[Opening Records for the exercise section]
// (c) Copyright 2025 Helsing GmbH. All rights reserved.
//! Tunables for assemblers and publishers.

/// Options for an [`EventAssembler`](crate::EventAssembler).
#[derive(Clone, Copy, Debug, PartialEq, Eq)]
#[cfg_attr(feature = "serde", derive(::serde::Deserialize, ::serde::Serialize))]
#[cfg_attr(feature = "serde", serde(default))]
pub struct AssemblerOptions {
    /// Record old and new values with every edit. When off, blocks only split on kind and
    /// contiguity and listeners see no values.
    pub track_values: bool,
    /// Try the run-length log before the tree for every atomic operation.
    pub fast_path: bool,
}

impl Default for AssemblerOptions {
    fn default() -> Self {
        Self {
            track_values: true,
            fast_path: true,
        }
    }
}

impl AssemblerOptions {
    #[must_use]
    pub fn with_track_values(mut self, track_values: bool) -> Self {
        self.track_values = track_values;
        self
    }

    #[must_use]
    pub fn with_fast_path(mut self, fast_path: bool) -> Self {
        self.fast_path = fast_path;
        self
    }
}

/// Options for an [`EventPublisher`](crate::EventPublisher).
#[derive(Clone, Copy, Debug, Default, PartialEq, Eq)]
#[cfg_attr(feature = "serde", derive(::serde::Deserialize, ::serde::Serialize))]
#[cfg_attr(feature = "serde", serde(default))]
pub struct PublisherOptions {
    /// Report removal of a listener that was never added as
    /// [`PublisherError::UnknownListener`](crate::PublisherError::UnknownListener) instead of
    /// ignoring it.
    pub strict_listener_removal: bool,
}

impl PublisherOptions {
    #[must_use]
    pub fn with_strict_listener_removal(mut self, strict: bool) -> Self {
        self.strict_listener_removal = strict;
        self
    }
}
[Closing Records for the exercise section]
*What the task requires*.
Make sure every record is repeated exactly.

*Completed task*.
// (c) Copyright 2025 Helsing GmbH. All rights reserved.
//! Tunables for assemblers and publishers.

/// Options for an [`EventAssembler`](crate::EventAssembler).
#[derive(Clone, Copy, Debug, PartialEq, Eq)]
#[cfg_attr(feature = "serde", derive(::serde::Deserialize, ::serde::Serialize))]
#[cfg_attr(feature = "serde", serde(default))]
pub struct AssemblerOptions {
    /// Record old and new values with every edit. When off, blocks only split on kind and
    /// contiguity and listeners see no values.
    pub track_values: bool,
    /// Try the run-length log before the tree for every atomic operation.
    pub fast_path: bool,
}

impl Default for AssemblerOptions {
    fn default() -> Self {
        Self {
            track_values: true,
            fast_path: true,
        }
    }
}

impl AssemblerOptions {
    #[must_use]
    pub fn with_track_values(mut self, track_values: bool) -> Self {
        self.track_values = track_values;
        self
    }

    #[must_use]
    pub fn with_fast_path(mut self, fast_path: bool) -> Self {
        self.fast_path = fast_path;
        self
    }
}

/// Options for an [`EventPublisher`](crate::EventPublisher).
#[derive(Clone, Copy, Debug, Default, PartialEq, Eq)]
#[cfg_attr(feature = "serde", derive(::serde::Deserialize, ::serde::Serialize))]
#[cfg_attr(feature = "serde", serde(default))]
pub struct PublisherOptions {
    /// Report removal of a listener that was never added as
    /// [`PublisherError::UnknownListener`](crate::PublisherError::UnknownListener) instead of
    /// ignoring it.
    pub strict_listener_removal: bool,
}

impl PublisherOptions {
    #[must_use]
    pub fn with_strict_listener_removal(mut self, strict: bool) -> Self {
        self.strict_listener_removal = strict;
        self
    }
}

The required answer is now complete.